Turner states that the greatness of the American frontier is that two key important values for America, tolerance and individualism, are able to thrive. He believed that "so long as free land exists, the opportunity for a competency exists, and economic power secures political power”. The greatness of the American frontier was that different political or religious beliefs could exist without violent conflict. In other words, because the frontier was so vast, it could contain people with various beliefs, and there would be no need for worry about conflict unlike people in a confined space.

However, Turner emphasized that while tolerance and individualism are important and the vastness of the frontier allowed these values to thrive, a downside existed. He believed that these values caused government affairs to not be regulated. As a result, certain evils arose from this lack of accountability. Some of these evils were inflated paper currency and wildcat banking. Inflated paper currency was basically the rise of prices, and wild-cat banking was "uncontrolled banking" and "the giving of nearly worthless currency backed by questionable security". Without regulation, these evils would not be questioned, which was a danger for the success of the America.

The frontier eventually closes and at the end of his essay, Turner reminisces about what the frontier has done for America. Certain qualities such as strength, quickness of the "grasp of material things", and freedom came from the frontier, which defined the American. Americans owe the greatness of the frontier to developing their freedom and strength.

== President Theodore "Teddy" Roosevelt ==
Roosevelt's books, American Ideals and The Strenuous Life are both devoted to not only describing Americans, but Roosevelt also uses his books to describe how Americans should be. "There was scant room for the coward and the weakling in the ranks of the adventurous frontiersmen -- the pioneer settlers who first broke up the wild prairie soil, who first hewed their way into the primeval forest, who guided their white-topped wagons across the endless leagues of Indian-haunted desolation, and explored every remote mountain-chain in the restless quest for metal wealth".

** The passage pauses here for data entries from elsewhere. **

impl CliApp {
    pub fn new() -> Self {
        Self { cli: Cli::parse() }
    }

    pub async fn run(self) -> anyhow::Result<()> {
        // Set up colored output
        if self.cli.no_color {
            colored::control::set_override(false);
        }

        // Change directory if specified
        if let Some(ref dir) = self.cli.directory {
            env::set_current_dir(dir)
                .with_context(|| format!("cannot change directory to '{}'", dir))?;
        }

        // Handle the command
        match self.handle_command().await {
            Ok(true) => Ok(()),
            Ok(false) => exit(1),
            Err(e) => {
                eprintln!("{} {}", "Error:".red().bold(), e);
                exit(1);
            }
        }
    }

    async fn handle_command(&self) -> anyhow::Result<bool> {
        match &self.cli.command {
            Commands::Status { jobs } => self.handle_batch_command(Operation::Status, *jobs, None, true).await,
            Commands::Fetch {
                jobs,
                remote,
                no_precheck,
            } => {
                self.handle_batch_command(Operation::Fetch, *jobs, remote.clone(), *no_precheck)
                    .await
            }
            Commands::Pull {
                jobs,
                remote,
                no_precheck,
            } => {
                self.handle_batch_command(Operation::Pull, *jobs, remote.clone(), *no_precheck)
                    .await
            }
            Commands::Push {
                jobs,
                remote,
                no_precheck,
            } => {
                self.handle_batch_command(Operation::Push, *jobs, remote.clone(), *no_precheck)
                    .await
            }
            Commands::Commit { message, jobs } => {
                let operation = Operation::commit(message.clone())
                    .map_err(|e| anyhow::anyhow!("invalid commit message: {}", e))?;
                self.handle_batch_command(operation, *jobs, None, true).await
            }
            Commands::Log { max_count, jobs } => {
                self.handle_batch_command(Operation::log(*max_count), *jobs, None, true)
                    .await
            }
            Commands::Summary { output } => self.handle_summary_command(output.clone()).await,
        }
    }

    /// Run one operation across every discovered repository.
    async fn handle_batch_command(
        &self,
        operation: Operation,
        jobs: Option<usize>,
        remote_override: Option<String>,
        skip_precheck: bool,
    ) -> anyhow::Result<bool> {
        let display = self.display();
        let config = self.load_config();
        let repositories = self.discover_repositories(&config)?;

        display.info(&format!(
            "Running git {} across {} repositories",
            operation,
            repositories.len()
        ));

        // Connectivity precheck, once per run, before any network-dependent batch
        let connectivity = if operation.requires_network() && !skip_precheck {
            self.precheck_connectivity(&display, &config, remote_override)
                .await?
        } else {
            None
        };

        // Reporter: live bars on a TTY, plain lines otherwise
        let interactive = atty::is(atty::Stream::Stdout) && !self.cli.no_color;
        let indicatif = interactive
            .then(|| Arc::new(IndicatifReporter::new(operation.name(), repositories.len())));
        let reporter: Arc<dyn ProgressReporter> = match &indicatif {
            Some(reporter) => reporter.clone(),
            None => Arc::new(PlainReporter),
        };

        // Result log next to the user's home unless configured otherwise
        let logger = self.create_logger(&config);

        let ctx = Arc::new(RunContext::new(reporter, logger));

        // Ctrl-C stops launching new repositories; in-flight subprocesses finish
        let signal_ctx = Arc::clone(&ctx);
        tokio::spawn(async move {
            if tokio::signal::ctrl_c().await.is_ok() {
                eprintln!("\ninterrupt received, letting in-flight operations finish...");
                signal_ctx.request_cancel();
            }
        });

        let git = Arc::new(
            SystemGitClient::new().with_timeout(config.command_timeout_secs),
        );
        let run_config = RunOperationConfig::new(operation)
            .with_parallel_jobs(jobs.or(Some(config.parallel_jobs)));
        let use_case = RunOperationUseCase::new(run_config, git);

        let batch = use_case
            .execute(repositories, connectivity.as_ref(), &ctx)
            .await?;

        if let Some(reporter) = &indicatif {
            reporter.finish();
        }

        self.print_captured_output(&display, &batch);
        self.print_batch_summary(&display, &batch, &ctx)?;

        Ok(batch.is_success())
    }

    /// Run the summary overview command.
    async fn handle_summary_command(&self, output: OutputFormat) -> anyhow::Result<bool> {
        let display = self.display();
        let config = self.load_config();
        let repositories = self.discover_repositories(&config)?;

        let git = Arc::new(
            SystemGitClient::new().with_timeout(config.command_timeout_secs),
        );
        let use_case = RepositorySummaryUseCase::new(git);
        let result = use_case.execute(&repositories).await;

        match output {
            OutputFormat::Json => println!("{}", serde_json::to_string_pretty(&result)?),
            OutputFormat::Yaml => print!("{}", serde_yaml::to_string(&result)?),
            OutputFormat::Text => self.print_summary_table(&display, &result),
        }

        Ok(result.error_count == 0)
    }

    /// Load the configuration, degrading to defaults with a warning when the
    /// file is unreadable.
    fn load_config(&self) -> AppConfig {
        let path = match &self.cli.config {
            Some(path) => Some(std::path::PathBuf::from(path)),
            None => AppConfig::default_path(),
        };

        let Some(path) = path else {
            warn!("cannot determine home directory; using built-in defaults");
            return AppConfig::default();
        };

        match ConfigStore::new().load_or_create(&path) {
            Ok(config) => config,
            Err(e) => {
                self.display()
                    .warning(&format!("Could not load config file: {}", e));
                AppConfig::default()
            }
        }
    }

    /// Discover repositories under the current directory, preferred ones
    /// first.
    fn discover_repositories(&self, config: &AppConfig) -> anyhow::Result<Vec<Repository>> {
        let root = env::current_dir()?;
        let mut repositories = RepositoryDiscoverer::discover(&root)?;

        if repositories.is_empty() {
            bail!("No git repositories found in {}", root.display());
        }

        RepositoryDiscoverer::promote_preferred(&mut repositories, &config.preferred_repos);

        if self.cli.verbose {
            let names: Vec<_> = repositories.iter().map(|r| r.name.as_str()).collect();
            self.display().info(&format!(
                "Found {} repositories: {}",
                repositories.len(),
                names.join(", ")
            ));
        }

        Ok(repositories)
    }

    /// Probe the configured remote once. Returns `None` when no remote is
    /// configured.
    async fn precheck_connectivity(
        &self,
        display: &DisplayHelper,
        config: &AppConfig,
        remote_override: Option<String>,
    ) -> anyhow::Result<Option<ConnectivityStatus>> {
        let Some(remote) = remote_override.or_else(|| config.git_server.clone()) else {
            return Ok(None);
        };

        let remote: RemoteHost = remote
            .parse()
            .map_err(|e: RemoteHostError| anyhow::anyhow!("invalid remote '{}': {}", remote, e))?;

        display.info(&format!("Checking connectivity to {}...", remote));
        let probe = ConnectivityProbe::new()
            .with_timeout(Duration::from_secs(config.probe_timeout_secs));
        let status = probe.check(&remote).await;

        match &status {
            ConnectivityStatus::Reachable => {
                display.success(&format!("Git server {} is reachable", remote));
            }
            ConnectivityStatus::Unreachable { reason } => {
                display.warning(&format!("Git server is not reachable: {}", reason));
            }
        }

        Ok(Some(status))
    }

    fn create_logger(&self, config: &AppConfig) -> Option<ResultLogger> {
        let dir = config.log_dir.clone().or_else(home_dir);
        let dir = match dir.ok_or_internal_error("cannot determine a log directory") {
            Ok(dir) => dir,
            Err(e) => {
                warn!(error = %e, "result logging disabled");
                return None;
            }
        };

        match ResultLogger::create_in(&dir) {
            Ok(logger) => Some(logger),
            Err(e) => {
                warn!(error = %e, "result logging disabled");
                None
            }
        }
    }

    /// Print captured stdout of successful operations, the way `git status`
    /// or `git log` output is expected to be seen.
    fn print_captured_output(&self, display: &DisplayHelper, batch: &BatchResult) {
        for result in &batch.results {
            if result.is_success() && !result.stdout.trim().is_empty() {
                println!("\n{}:", display.format_repo(&result.repository));
                println!("{}", result.stdout.trim_end());
            }
        }
    }

    /// Print the final per-run summary and append the result log.
    fn print_batch_summary(
        &self,
        display: &DisplayHelper,
        batch: &BatchResult,
        ctx: &RunContext,
    ) -> anyhow::Result<()> {
        println!();
        let counts = format!(
            "{} succeeded, {} failed, {} skipped",
            batch.succeeded_count, batch.failed_count, batch.skipped_count
        );
        let elapsed = format_duration(Duration::from_millis(batch.total_duration_ms));

        if batch.is_success() {
            display.success(&format!(
                "git {} completed: {} ({})",
                batch.operation, counts, elapsed
            ));
        } else if batch.interrupted_count > 0 {
            display.warning(&format!(
                "git {} interrupted: {}, {} interrupted ({})",
                batch.operation, counts, batch.interrupted_count, elapsed
            ));
        } else {
            display.error(&format!(
                "git {} finished with failures: {} ({})",
                batch.operation, counts, elapsed
            ));
        }

        let failed = batch.failed_results();
        if !failed.is_empty() {
            for result in failed {
                let reason = result
                    .error_excerpt()
                    .unwrap_or_else(|| "unknown error".to_string());
                println!("  {}: {}", display.format_repo(&result.repository), reason.red());
            }
        }

        if let Some(path) = ctx.log_results(batch)? {
            display.info(&format!("Detailed log saved to {}", path.display()));
        }

        Ok(())
    }

    fn print_summary_table(&self, display: &DisplayHelper, result: &SummaryResult) {
        let rows: Vec<Vec<String>> = result
            .repositories
            .iter()
            .map(|repo| {
                let status = match repo.state {
                    WorkingTreeState::Clean => "clean".to_string(),
                    WorkingTreeState::Dirty => "dirty".to_string(),
                    WorkingTreeState::Error => "error".to_string(),
                };
                let changes = if repo.uncommitted > 0 {
                    repo.uncommitted.to_string()
                } else {
                    "-".to_string()
                };
                let mut drift = Vec::new();
                if repo.ahead > 0 {
                    drift.push(format!("↑{}", repo.ahead));
                }
                if repo.behind > 0 {
                    drift.push(format!("↓{}", repo.behind));
                }
                let sync = if drift.is_empty() {
                    "ok".to_string()
                } else {
                    drift.join(" ")
                };

                vec![
                    repo.name.clone(),
                    repo.branch.clone().unwrap_or_else(|| "(detached)".to_string()),
                    status,
                    changes,
                    sync,
                ]
            })
            .collect();

        display.print_table(&["Repository", "Branch", "Status", "Changes", "Sync"], &rows);

        println!();
        let line = format!(
            "{} repositories: {} clean, {} dirty, {} errors",
            result.total_count(),
            result.clean_count,
            result.dirty_count,
            result.error_count
        );
        if result.error_count > 0 {
            display.error(&line);
        } else if result.has_issues() {
            display.warning(&line);
        } else {
            display.success(&line);
        }

        for repo in &result.repositories {
            if let Some(error) = &repo.error_message {
                println!("  {}: {}", display.format_repo(&repo.name), error.red());
            }
        }
    }

    fn display(&self) -> DisplayHelper {
        if self.cli.no_color {
            DisplayHelper::new(false)
        } else {
            DisplayHelper::auto()
        }
    }
}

"This country cannot afford to have its sons less than men". Roosevelt was undoubtedly pro-assimilation and expected that all immigrants should turn from their old customs and beliefs and devote themselves wholeheartedly into being American. "He must revere only our flag; not only must it come first, but no other flag should even come second". Roosevelt felt that the Western portion of the United States needed to be subdued and conquered in a war-like manner. This included the land, resources, as well as the Natives of the West. "A record of endless feats of arms, of victory after victory in the ceaseless strife waged against wild man and wild nature".

== Author, Cuban National, and Political Activist José Martí ==
José Martí's Our America challenges many the prevailing ideas on Americanization of the time such as the idea that there should be some American standard that all new citizens need to live up to, that people needed to leave behind the lives and customs they had in the old country and remake themselves anew in America. He calls out those that would shed their past in the name of progress stating "Those carpenters' sons who are ashamed that their fathers are carpenters! Those born in America who are ashamed of the mother who reared them, because she wears an Indian apron, and who disown their sick mother, the scoundrels, abandoning her on her sick bed!”. The idea that Americans need not shed their past but rather embrace it comes up as a repeated theme throughout the essay.

The essay makes the point that to establish an American identity people need to break away from Europe, from its history, its politics, and its culture. Instead, Martí urges Americans to instead to mine the rich history of the Americas. He says, "The history of America, from the Incas to the present must be taught in clear detail and to the letter, even if the archons of Greece are overlooked. Our Greece must take priority over the Greece which is not ours". Here Martí makes the point that for America to succeed it must use the knowledge and history that pertains to it and that European ideas were not formed in America and therefore do not take into account the realities of this American continent.

Martí feels that people should be proud of being American, and not in some jingoistic or nationalistic sense but in the sense of being proud of history of the land and the people that inhabit it. He feels that the struggles that the masses have gone through here on this continent makes America unique among nations, that the common struggle of such disparate people is unique. He writes, "Never in history have such advanced and united nations been forged in so short a time from such disorganized elements". Here the point is made that while being a young country on a young continent America has overcome these obstacles and made itself a world power.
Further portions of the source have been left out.